INTERVIEW DU PAPE JEAN-PAUL II
À «L'OSSERVATORE ROMANO» ET «RADIO VATICAN»
À PROPOS DU VOYAGE APOSTOLIQUE EN FRANCE
ET DU PROCHAIN VOYAGE AU BRÉSIL
Jeudi 12 juin 1980
— Sainteté, à la veille du voyage en France, on en parlait comme d’un voyage difficile. Maintenant que ce voyage est terminé, pensez-vous que ces difficultés doivent être considérées comme étant dépassées ou qu’en réalité elles n’ont jamais été vraiment importantes ?
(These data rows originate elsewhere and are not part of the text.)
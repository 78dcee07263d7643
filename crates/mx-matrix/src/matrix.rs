use std::fmt;
use std::ops::{Index, IndexMut};

use tracing::debug;

use crate::backend::MatmulBackend;
use crate::element::Element;
use crate::error::{MatrixError, Result};

/// A dense, row-major matrix.
///
/// Element `(r, c)` lives at index `r * cols + c`. Both dimensions are
/// positive and the data length is fixed at `rows * cols` for the lifetime
/// of the matrix. Multiplication is dispatched to a `MatmulBackend`.
#[derive(Debug, Clone, PartialEq)]
pub struct Matrix<T: Element> {
    rows: usize,
    cols: usize,
    data: Vec<T>,
}

impl<T: Element> Matrix<T> {
    /// Create a new matrix from row-major data.
    ///
    /// # Errors
    /// `InvalidDimensions` if either dimension is zero, `DataLength` if
    /// `data.len() != rows * cols`.
    pub fn new(rows: usize, cols: usize, data: Vec<T>) -> Result<Self> {
        if rows == 0 || cols == 0 {
            return Err(MatrixError::InvalidDimensions { rows, cols });
        }
        let expected = rows
            .checked_mul(cols)
            .ok_or(MatrixError::DimensionOverflow(rows.max(cols)))?;
        if data.len() != expected {
            return Err(MatrixError::DataLength {
                expected,
                got: data.len(),
            });
        }
        Ok(Matrix { rows, cols, data })
    }

    /// Create a zero-filled matrix.
    pub fn zeros(rows: usize, cols: usize) -> Result<Self> {
        let n = rows
            .checked_mul(cols)
            .ok_or(MatrixError::DimensionOverflow(rows.max(cols)))?;
        Self::new(rows, cols, vec![T::zero(); n])
    }

    /// Create the `n x n` identity matrix.
    pub fn identity(n: usize) -> Result<Self> {
        let mut m = Self::zeros(n, n)?;
        for i in 0..n {
            m.data[i * n + i] = T::one();
        }
        Ok(m)
    }

    /// Create a matrix from a slice of equally long rows.
    pub fn from_rows(rows: &[Vec<T>]) -> Result<Self> {
        let cols = rows.first().map_or(0, Vec::len);
        let mut data = Vec::with_capacity(rows.len() * cols);
        for row in rows {
            if row.len() != cols {
                return Err(MatrixError::DataLength {
                    expected: cols,
                    got: row.len(),
                });
            }
            data.extend_from_slice(row);
        }
        Self::new(rows.len(), cols, data)
    }

    pub fn rows(&self) -> usize {
        self.rows
    }

    pub fn cols(&self) -> usize {
        self.cols
    }

    /// Returns `(rows, cols)`.
    pub fn shape(&self) -> (usize, usize) {
        (self.rows, self.cols)
    }

    /// Returns the row-major data.
    pub fn as_slice(&self) -> &[T] {
        &self.data
    }

    pub fn into_vec(self) -> Vec<T> {
        self.data
    }

    /// Returns the element at `(row, col)`.
    ///
    /// # Errors
    /// `IndexOutOfRange` if the position lies outside the matrix.
    pub fn get(&self, row: usize, col: usize) -> Result<T> {
        let idx = self.offset(row, col)?;
        Ok(self.data[idx])
    }

    /// Overwrites the element at `(row, col)`.
    ///
    /// # Errors
    /// `IndexOutOfRange` if the position lies outside the matrix.
    pub fn set(&mut self, row: usize, col: usize, value: T) -> Result<()> {
        let idx = self.offset(row, col)?;
        self.data[idx] = value;
        Ok(())
    }

    fn offset(&self, row: usize, col: usize) -> Result<usize> {
        if row >= self.rows || col >= self.cols {
            return Err(MatrixError::IndexOutOfRange {
                row,
                col,
                rows: self.rows,
                cols: self.cols,
            });
        }
        Ok(row * self.cols + col)
    }

    /// Returns a new matrix with rows and columns swapped.
    pub fn transpose(&self) -> Matrix<T> {
        let mut data = Vec::with_capacity(self.data.len());
        for c in 0..self.cols {
            for r in 0..self.rows {
                data.push(self.data[r * self.cols + c]);
            }
        }
        Matrix {
            rows: self.cols,
            cols: self.rows,
            data,
        }
    }

    /// Returns true if both matrices have the same shape and every pair of
    /// elements agrees within `max_relative`. Integer matrices compare exactly.
    pub fn approx_eq(&self, other: &Matrix<T>, max_relative: f64) -> bool {
        self.shape() == other.shape()
            && self
                .data
                .iter()
                .zip(&other.data)
                .all(|(&x, &y)| T::approx_eq(x, y, max_relative))
    }

    /// Matrix product `self * other` computed by `backend`.
    ///
    /// self is [n, m], other is [m, l], result is [n, l]. Neither operand is
    /// modified.
    pub fn matmul(&self, other: &Matrix<T>, backend: &dyn MatmulBackend) -> Result<Matrix<T>> {
        if self.cols != other.rows {
            return Err(MatrixError::DimensionMismatch {
                a_rows: self.rows,
                a_cols: self.cols,
                b_rows: other.rows,
                b_cols: other.cols,
            });
        }

        debug!(
            backend = backend.name(),
            kind = %T::KIND,
            rows_a = self.rows,
            cols_a = self.cols,
            cols_b = other.cols,
            "dispatching matmul"
        );

        let mut out = vec![T::zero(); self.rows * other.cols];
        T::run_backend(
            backend,
            self.rows,
            self.cols,
            other.cols,
            &self.data,
            &other.data,
            &mut out,
        )?;
        Matrix::new(self.rows, other.cols, out)
    }
}

/// Panics on out-of-range positions, like slice indexing.
impl<T: Element> Index<(usize, usize)> for Matrix<T> {
    type Output = T;

    fn index(&self, (row, col): (usize, usize)) -> &T {
        assert!(
            row < self.rows && col < self.cols,
            "index ({}, {}) out of range for {}x{} matrix",
            row,
            col,
            self.rows,
            self.cols
        );
        &self.data[row * self.cols + col]
    }
}

impl<T: Element> IndexMut<(usize, usize)> for Matrix<T> {
    fn index_mut(&mut self, (row, col): (usize, usize)) -> &mut T {
        assert!(
            row < self.rows && col < self.cols,
            "index ({}, {}) out of range for {}x{} matrix",
            row,
            col,
            self.rows,
            self.cols
        );
        &mut self.data[row * self.cols + col]
    }
}

impl<T: Element> fmt::Display for Matrix<T> {
    fn fmt(&self, f: &mut fmt::Formatter<'_>) -> fmt::Result {
        for (r, row) in self.data.chunks(self.cols).enumerate() {
            if r > 0 {
                writeln!(f)?;
            }
            for (c, value) in row.iter().enumerate() {
                if c > 0 {
                    write!(f, ", ")?;
                }
                write!(f, "{}", value)?;
            }
        }
        Ok(())
    }
}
— Je pense que chaque voyage pastoral a son poids qui lui est propre, un poids objectif. Le voyage en France avait aussi son poids objectif qui a eu une vérification dans la réalité du voyage lui-même, correspondant au poids objectif de l’Église en France, de la France comme nation, comme pays, comme tradition, comme culture, comme influence spéciale dans la vie de l’Église. Considéré dans son ensemble, c’était un voyage important, un voyage clé si l’on peut dire. Les opinions subjectives exprimées avant le voyage et les réactions subjectives enregistrées après le voyage ne sont qu’un aspect secondaire. L’aspect principal qui s’est vérifié dans la réalité de manière ponctuelle, c’est le poids objectif de ce voyage ou, plutôt, de ce pèlerinage que, grâce à la Providence, j’ai pu effectuer dans les derniers jours de mai et aux premiers jours de juin.
— Dans chaque pèlerinage apostolique, il y a d’habitude une rencontre avec les jeunes. Quelle a été selon vous la caractéristique spécifique de la rencontre avec les jeunes de France au Parc des Princes ?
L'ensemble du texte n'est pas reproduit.